What is expected:
Examine each line of the data, and copy the ones containing "expr".

[Exercise input — start]

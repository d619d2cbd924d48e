#[cfg(all(feature = "log", not(feature = "defmt")))]
macro_rules! gadget_log {
    (trace, $($arg:expr),*) => { log::trace!($($arg),*) };
    (debug, $($arg:expr),*) => { log::debug!($($arg),*) };
}

#[cfg(feature = "defmt")]
macro_rules! gadget_log {
    (trace, $($arg:expr),*) => { defmt::trace!($($arg),*) };
    (debug, $($arg:expr),*) => { defmt::debug!($($arg),*) };
}

#[cfg(not(any(feature = "log", feature = "defmt")))]
macro_rules! gadget_log {
    ($level:ident, $($arg:expr),*) => {{ $( let _ = $arg; )* }};
}

macro_rules! gadget_trace {
    ($($arg:expr),*) => (gadget_log!(trace, $($arg),*));
}

macro_rules! gadget_debug {
    ($($arg:expr),*) => (gadget_log!(debug, $($arg),*));
}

[Exercise input — finish]

Result:
    (trace, $($arg:expr),*) => { log::trace!($($arg),*) };
    (debug, $($arg:expr),*) => { log::debug!($($arg),*) };
    (trace, $($arg:expr),*) => { defmt::trace!($($arg),*) };
    (debug, $($arg:expr),*) => { defmt::debug!($($arg),*) };
    ($level:ident, $($arg:expr),*) => {{ $( let _ = $arg; )* }};
    ($($arg:expr),*) => (gadget_log!(trace, $($arg),*));
    ($($arg:expr),*) => (gadget_log!(debug, $($arg),*));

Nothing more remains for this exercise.